Vineet Sinha argued: "What about those who missed getting into these institutes by a percentage? Examine the grassroots level. What are our universities about? Teachers don't come; if they come, students don't go; if both come, teachers don't teach. By the time all falls into place, it's exam time. What is university life about? Ragging, elections, strikes, festivals, exams, then results. This has been the scene for 40 years. Everything else is incidental. People studying for botany, physics, maths - they all sit for the IIM entrance exam. Why? Don't we know what to do with those skills? It tells you that our universities are not encouraging students to pursue their dreams!"

Abhi felt anxious. Did that mean Teffer's future leaders did not necessarily lie among the institute-bred scholars? That many potential chairmen and directors were lost in the debris of institute rejects? Chawla said that this whole process of squeezing at school level to get the desired output at institutes was a process that organisations like Teffer encouraged. "Worse," he now said, "we have created a template and they are producing leaders in accordance. But they are not producing the leaders we need! They are supplying us with the kind of people we want! The reason is that we do not stop to define our needs precisely. Every year is a knee-jerk reaction of the one before because year after year, Teffer makes the same kind of products through the same kind of managers we hire, who think of the same kind of strategy!"

"It's not a simplistic demand-supply thing," said Abhi. "Today organisations have become all pervading entities, touching all parts of your life - even your social and family lives more than they used to!"

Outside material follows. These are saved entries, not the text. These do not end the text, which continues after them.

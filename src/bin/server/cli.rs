//! CLI mode for single-image and batch alignment.

use std::path::{Path, PathBuf};
use std::sync::atomic::Ordering;
use std::time::Instant;

use oar_kvmap::batch::{BatchJob, BatchRunner};
use oar_kvmap::core::{AlignConfig, ParallelPolicy, ProcessingStage};
use oar_kvmap::domain::AnnotationDocument;
use oar_kvmap::kvmap::{AlignmentResult, TemplateAligner};
use oar_kvmap::utils::{read_json, write_json_pretty};
use serde_json::Value;
use tracing::{info, warn};

type CliResult<T> = Result<T, Box<dyn std::error::Error + Send + Sync>>;

/// Inputs of the `align` subcommand
pub struct AlignArgs {
    pub template: PathBuf,
    pub generic: PathBuf,
    pub domain: PathBuf,
    pub image_name: Option<String>,
    pub output: Option<PathBuf>,
    pub format: String,
}

/// Align one image and print or write the result
pub fn process_single(args: &AlignArgs, config: AlignConfig) -> CliResult<()> {
    let start = Instant::now();

    let template: AnnotationDocument = read_json(&args.template, ProcessingStage::TemplateLoad)?;
    let generic: Value = read_json(&args.generic, ProcessingStage::OcrLoad)?;
    let domain: Value = read_json(&args.domain, ProcessingStage::OcrLoad)?;
    info!("Loaded inputs in {:.2}ms", start.elapsed().as_secs_f64() * 1000.0);

    let aligner = TemplateAligner::new(config)?;
    let mut result = aligner.align_payloads(&template, &generic, &domain);
    if let Some(name) = &args.image_name {
        result.document.image = name.clone();
    }

    let rendered = render(&result, &args.format)?;
    match &args.output {
        Some(path) => {
            write_json_pretty(path, &rendered)?;
            info!("Wrote {}", path.display());
        }
        None => println!("{}", serde_json::to_string_pretty(&rendered)?),
    }
    Ok(())
}

/// Select the part of the result the user asked for
fn render(result: &AlignmentResult, format: &str) -> CliResult<Value> {
    let value = match format {
        "compact" => result.document.to_compact_json()?,
        "result" => serde_json::to_value(result)?,
        "manual" => serde_json::to_value(&result.matched_manual)?,
        "summary" => serde_json::to_value(&result.stats)?,
        "document" => serde_json::to_value(&result.document)?,
        other => return Err(format!("unknown output format '{other}'").into()),
    };
    Ok(value)
}

/// Inputs of the `batch` subcommand
pub struct BatchArgs {
    pub template: PathBuf,
    pub generic_dir: PathBuf,
    pub domain_dir: PathBuf,
    pub output_dir: PathBuf,
    pub image_dir: Option<PathBuf>,
    pub compact: bool,
    pub workers: Option<usize>,
    pub report: Option<PathBuf>,
}

/// Align every image of a folder; Ctrl+C stops before the next image
pub async fn process_batch(args: BatchArgs, config: AlignConfig) -> CliResult<()> {
    let mut job = BatchJob::new(
        &args.template,
        &args.generic_dir,
        &args.domain_dir,
        &args.output_dir,
    )
    .with_compact(args.compact);
    if let Some(dir) = &args.image_dir {
        job = job.with_image_dir(dir);
    }

    let policy = match args.workers {
        Some(workers) => ParallelPolicy::new()
            .with_max_threads(Some(workers))
            .with_sequential_threshold(0),
        None => ParallelPolicy::sequential(),
    };
    let runner = BatchRunner::new(TemplateAligner::new(config)?).with_policy(policy);

    let cancel = runner.cancel_flag();
    tokio::spawn(async move {
        if tokio::signal::ctrl_c().await.is_ok() {
            warn!("Received Ctrl+C, stopping after the current image...");
            cancel.store(true, Ordering::SeqCst);
        }
    });

    let report = tokio::task::spawn_blocking(move || runner.run(&job)).await??;

    for entry in report.failures() {
        warn!(
            "{}: {}",
            entry.image,
            entry.error.as_deref().unwrap_or("unknown error")
        );
    }
    info!(
        "Batch done: {} succeeded, {} failed, {} cancelled",
        report.succeeded, report.failed, report.cancelled
    );

    if let Some(path) = &args.report {
        write_report(path, &report)?;
    }
    Ok(())
}

fn write_report(path: &Path, report: &oar_kvmap::batch::BatchReport) -> CliResult<()> {
    write_json_pretty(path, report)?;
    info!("Wrote batch report to {}", path.display());
    Ok(())
}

Ritesh didn't agree: "So organisations have also produced dull humans! That's because, at a time when they should have let the employee be a complete person, they demanded that he be just an organisation person. After 20-30 years of replicating this behaviour, they found that such a person was incapable of contributing to a larger framework called society. So they had to put him back on the drawing board and examine his psyche as an individual, as a family man, and as a man with needs and aspirations. So, today, organisations have family workshops to show this hasty concern for helping him sort out his domestic problems."

Abhi continued to counter: "But organisations are looking for ways to get more out of their employees because that is what will drive success. The main realisation is that if people are your key assets, then get the best out of them."

Marketing man Noshir Dhondy also known as Endy, who had been silently chewing gum, said: "So we have come full circle. We now allow the individual to choose his development. It's happening in other areas too. For instance, buying fruits and vegetables in a mandi. Shopping like that is very fulfilling because you have the satisfaction of buying what you want. After years of cloning, packaging, freezing, using cold chains and shrink wrapping, today Wal-Mart puts its vegetables and fruits in a heap from which the consumer chooses. They have realised it's time to let the consumer choose. Indian institutions - from academic to retail - have never evolved out of people's aspirations, but by copying templates. That is exactly what we did: we handled our people like cattle and forced a yoke around their necks. And when we realised that they have become dull, we looked towards the West and replicated what they did. Instead, all we needed to do was stay individual-centric, but we didn't. So the disconnect.